Para a estrutura da face, começa-se posicionando os olhos e os músculos. São várias as técnicas possíveis: método americano, russo ou o chamado Manchester, inglês. Depois, escolhe-se um dos três métodos possíveis para modelar os músculos. Um dos fatores importantes para a reconstrução, que depende do método escolhido, é a modelação dos lábios, olhos e sobrancelhas.
Depois de posicionados os músculos, é hora de adicionar a pele, que é basicamente uma camada de textura posta sobre as anteriores. É claro que características como a cor da pele, o formato dos olhos, lábios, nariz, etc, vão depender de estudos sobre o crânio. A partir dessas características determinadas, o artista pode trabalhar pintando as áreas da forma que achar melhor para trazer o rosto à vida.
“O especialista indica uma tabela de espessura de tecido mole, que define qual será a “altura da pele” em determinadas partes do rosto. Para fazermos a estrutura do nariz é necessário traçar algumas linhas usando os próprios ossos da região. Os olhos são inseridos conforme a anatomia e a orelha é projetada utilizando a sobrancelha e a base do nariz como referências.”, explica Cícero.

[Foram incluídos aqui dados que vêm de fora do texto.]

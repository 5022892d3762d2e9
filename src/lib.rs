//! pktfile - append-only container of typed binary packets
//!
//! A pktfile holds a fixed 14-byte header followed by variable-length packet
//! records, each tagged with a 16-bit type and a 64-bit timestamp. The header
//! declares the byte order of the file, so files move between little- and
//! big-endian hosts unchanged.
//!
//! # Quick Start
//!
//! ```no_run
//! use pktfile::{FileStore, Packet, packet_types};
//!
//! # fn main() -> Result<(), pktfile::StoreError> {
//! let mut store = FileStore::create("capture.pkt")?;
//! store.append(&Packet::with_data(packet_types::ARP, 1_700_000_000, b"ABC".to_vec()))?;
//!
//! let first = store.read_at(0)?;
//! let all = store.read_all()?;
//! assert_eq!(all, vec![first]);
//! store.close()?;
//! # Ok(())
//! # }
//! ```
//!
//! # Architecture
//!
//! - `pktfile-format`: byte-swap helpers, header and packet codecs
//! - `pktfile-store`: the [`FileStore`] that sequences codec calls over a file

pub use pktfile_format::{
    decode_packet, packet_types, read_header, swap16, swap32, swap64, write_header, CodecError,
    Endian, ErrorKind, Header, Packet, PacketPrefix, FORMAT_VERSION, HEADER_SIZE, MAGIC_NUMBER,
    PACKET_PREFIX_SIZE,
};
pub use pktfile_store::{
    AppendOrder, DurabilityMode, FileStore, PacketIter, StoreConfig, StoreConfigError, StoreError,
    VerifyReport,
};
//! File access layer for pktfile containers
//!
//! [`FileStore`] owns an open file and implements the operations callers use:
//!
//! - `create` / `open` / `close`
//! - `write_header` / `read_header`
//! - `append`: bump the header count and write one packet
//! - `read_at`: locate a packet by walking the prefixes before it
//! - `read_all` / `iter`: load every packet in order
//! - `verify`: compare the file's contents with its header
//!
//! Byte-level encoding lives in `pktfile-format`.

#![warn(missing_docs)]
#![warn(clippy::all)]

pub mod config;
pub mod error;
mod index;
pub mod iter;
pub mod mode;
pub mod store;
pub mod verify;

pub use config::{StoreConfig, StoreConfigError};
pub use error::StoreError;
pub use iter::PacketIter;
pub use mode::{AppendOrder, DurabilityMode};
pub use store::FileStore;
pub use verify::VerifyReport;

Com a pele feita, o último passo é adicionar os cabelos e o resultado deve ser algo assim:
Sobre os possíveis motivos pelos quais as técnicas e possibilidades da reconstrução facial forense não são tão conhecidas pelo público brasileiro, nem postos em uso em casos como a identificação de cadáveres de possíveis desaparecidos, Cícero respondeu: “Pelas referências que tenho levantado, o que acontece no Brasil é uma concentração da discussão no meio acadêmico, geralmente sem muita comunicação com a mídia, ao contrários dos Estados Unidos, onde são criadas séries e reportagens acerca de casos envolvendo reconstruções faciais forenses.” Ele vê que, com a crescente popularização da computação gráfica em 3D, o cenário pode mudar, trazendo à superfície conhecimentos que através da ciência já são bastante robustos.